* ACTIVITY: For each record below, write an exact copy.

* EXCERPTED RECORDS:
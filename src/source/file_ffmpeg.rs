//! FFmpeg-backed file decoding.
//!
//! Decodes a local video file to RGB24 in-memory. Frames come out at the
//! file's native cadence; when the container is exhausted the decoder is
//! drained and the source reports end-of-stream.

use anyhow::{anyhow, Context, Result};
use chrono::Utc;
use ffmpeg_next as ffmpeg;

use crate::frame::Frame;

pub(crate) struct FfmpegFileSource {
    state: Option<DecodeState>,
    width: u32,
    height: u32,
    frame_count: u64,
    draining: bool,
}

struct DecodeState {
    input: ffmpeg::format::context::Input,
    stream_index: usize,
    decoder: ffmpeg::codec::decoder::Video,
    scaler: ffmpeg::software::scaling::Context,
}

impl FfmpegFileSource {
    pub(crate) fn open(path: &str) -> Result<Self> {
        ffmpeg::init().context("initialize ffmpeg")?;
        let input = ffmpeg::format::input(&path)
            .with_context(|| format!("failed to open video file '{}'", path))?;
        let input_stream = input
            .streams()
            .best(ffmpeg::media::Type::Video)
            .ok_or_else(|| anyhow!("file has no video track"))?;
        let stream_index = input_stream.index();
        let context = ffmpeg::codec::context::Context::from_parameters(input_stream.parameters())
            .context("load video decoder parameters")?;
        let decoder = context
            .decoder()
            .video()
            .context("open ffmpeg video decoder")?;

        let width = decoder.width();
        let height = decoder.height();
        let scaler = ffmpeg::software::scaling::context::Context::get(
            decoder.format(),
            width,
            height,
            ffmpeg::util::format::pixel::Pixel::RGB24,
            width,
            height,
            ffmpeg::software::scaling::flag::Flags::BILINEAR,
        )
        .context("create ffmpeg scaler")?;

        Ok(Self {
            state: Some(DecodeState {
                input,
                stream_index,
                decoder,
                scaler,
            }),
            width,
            height,
            frame_count: 0,
            draining: false,
        })
    }

    pub(crate) fn resolution(&self) -> (u32, u32) {
        (self.width, self.height)
    }

    pub(crate) fn next_frame(&mut self) -> Result<Option<Frame>> {
        let Some(state) = self.state.as_mut() else {
            return Ok(None);
        };

        let mut decoded = ffmpeg::frame::Video::empty();
        let mut rgb_frame = ffmpeg::frame::Video::empty();

        loop {
            if state.decoder.receive_frame(&mut decoded).is_ok() {
                state
                    .scaler
                    .run(&decoded, &mut rgb_frame)
                    .context("scale frame to RGB")?;
                let pixels = packed_rgb(&rgb_frame)?;
                self.frame_count += 1;
                return Ok(Some(Frame::new(
                    pixels,
                    self.width,
                    self.height,
                    self.frame_count,
                    Utc::now(),
                )?));
            }

            if self.draining {
                return Ok(None);
            }

            match next_video_packet(&mut state.input, state.stream_index) {
                Some(packet) => {
                    state
                        .decoder
                        .send_packet(&packet)
                        .context("send packet to ffmpeg decoder")?;
                }
                None => {
                    state
                        .decoder
                        .send_eof()
                        .context("flush ffmpeg decoder at end of file")?;
                    self.draining = true;
                }
            }
        }
    }

    pub(crate) fn close(&mut self) {
        self.state = None;
    }
}

fn next_video_packet(
    input: &mut ffmpeg::format::context::Input,
    stream_index: usize,
) -> Option<ffmpeg::Packet> {
    for (stream, packet) in input.packets() {
        if stream.index() == stream_index {
            return Some(packet);
        }
    }
    None
}

/// Copy a scaled RGB frame into a packed row-major buffer, dropping any
/// per-row stride padding.
fn packed_rgb(frame: &ffmpeg::frame::Video) -> Result<Vec<u8>> {
    let width = frame.width() as usize;
    let height = frame.height() as usize;
    let row_bytes = width * 3;
    let stride = frame.stride(0) as usize;
    let data = frame.data(0);

    if stride == row_bytes {
        return Ok(data[..row_bytes * height].to_vec());
    }

    let mut pixels = Vec::with_capacity(row_bytes * height);
    for row in 0..height {
        let start = row * stride;
        let end = start + row_bytes;
        pixels.extend_from_slice(
            data.get(start..end)
                .context("ffmpeg frame row is out of bounds")?,
        );
    }
    Ok(pixels)
}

* ANSWER TO THIS EXERCISE:
filename src/source/file_ffmpeg.rs
//! FFmpeg-backed file decoding.
//!
//! Decodes a local video file to RGB24 in-memory. Frames come out at the
//! file's native cadence; when the container is exhausted the decoder is
//! drained and the source reports end-of-stream.

use anyhow::{anyhow, Context, Result};
use chrono::Utc;
use ffmpeg_next as ffmpeg;

use crate::frame::Frame;

pub(crate) struct FfmpegFileSource {
    state: Option<DecodeState>,
    width: u32,
    height: u32,
    frame_count: u64,
    draining: bool,
}

struct DecodeState {
    input: ffmpeg::format::context::Input,
    stream_index: usize,
    decoder: ffmpeg::codec::decoder::Video,
    scaler: ffmpeg::software::scaling::Context,
}

impl FfmpegFileSource {
    pub(crate) fn open(path: &str) -> Result<Self> {
        ffmpeg::init().context("initialize ffmpeg")?;
        let input = ffmpeg::format::input(&path)
            .with_context(|| format!("failed to open video file '{}'", path))?;
        let input_stream = input
            .streams()
            .best(ffmpeg::media::Type::Video)
            .ok_or_else(|| anyhow!("file has no video track"))?;
        let stream_index = input_stream.index();
        let context = ffmpeg::codec::context::Context::from_parameters(input_stream.parameters())
            .context("load video decoder parameters")?;
        let decoder = context
            .decoder()
            .video()
            .context("open ffmpeg video decoder")?;

        let width = decoder.width();
        let height = decoder.height();
        let scaler = ffmpeg::software::scaling::context::Context::get(
            decoder.format(),
            width,
            height,
            ffmpeg::util::format::pixel::Pixel::RGB24,
            width,
            height,
            ffmpeg::software::scaling::flag::Flags::BILINEAR,
        )
        .context("create ffmpeg scaler")?;

        Ok(Self {
            state: Some(DecodeState {
                input,
                stream_index,
                decoder,
                scaler,
            }),
            width,
            height,
            frame_count: 0,
            draining: false,
        })
    }

    pub(crate) fn resolution(&self) -> (u32, u32) {
        (self.width, self.height)
    }

    pub(crate) fn next_frame(&mut self) -> Result<Option<Frame>> {
        let Some(state) = self.state.as_mut() else {
            return Ok(None);
        };

        let mut decoded = ffmpeg::frame::Video::empty();
        let mut rgb_frame = ffmpeg::frame::Video::empty();

        loop {
            if state.decoder.receive_frame(&mut decoded).is_ok() {
                state
                    .scaler
                    .run(&decoded, &mut rgb_frame)
                    .context("scale frame to RGB")?;
                let pixels = packed_rgb(&rgb_frame)?;
                self.frame_count += 1;
                return Ok(Some(Frame::new(
                    pixels,
                    self.width,
                    self.height,
                    self.frame_count,
                    Utc::now(),
                )?));
            }

            if self.draining {
                return Ok(None);
            }

            match next_video_packet(&mut state.input, state.stream_index) {
                Some(packet) => {
                    state
                        .decoder
                        .send_packet(&packet)
                        .context("send packet to ffmpeg decoder")?;
                }
                None => {
                    state
                        .decoder
                        .send_eof()
                        .context("flush ffmpeg decoder at end of file")?;
                    self.draining = true;
                }
            }
        }
    }

    pub(crate) fn close(&mut self) {
        self.state = None;
    }
}

fn next_video_packet(
    input: &mut ffmpeg::format::context::Input,
    stream_index: usize,
) -> Option<ffmpeg::Packet> {
    for (stream, packet) in input.packets() {
        if stream.index() == stream_index {
            return Some(packet);
        }
    }
    None
}

/// Copy a scaled RGB frame into a packed row-major buffer, dropping any
/// per-row stride padding.
fn packed_rgb(frame: &ffmpeg::frame::Video) -> Result<Vec<u8>> {
    let width = frame.width() as usize;
    let height = frame.height() as usize;
    let row_bytes = width * 3;
    let stride = frame.stride(0) as usize;
    let data = frame.data(0);

    if stride == row_bytes {
        return Ok(data[..row_bytes * height].to_vec());
    }

    let mut pixels = Vec::with_capacity(row_bytes * height);
    for row in 0..height {
        let start = row * stride;
        let end = start + row_bytes;
        pixels.extend_from_slice(
            data.get(start..end)
                .context("ffmpeg frame row is out of bounds")?,
        );
    }
    Ok(pixels)
}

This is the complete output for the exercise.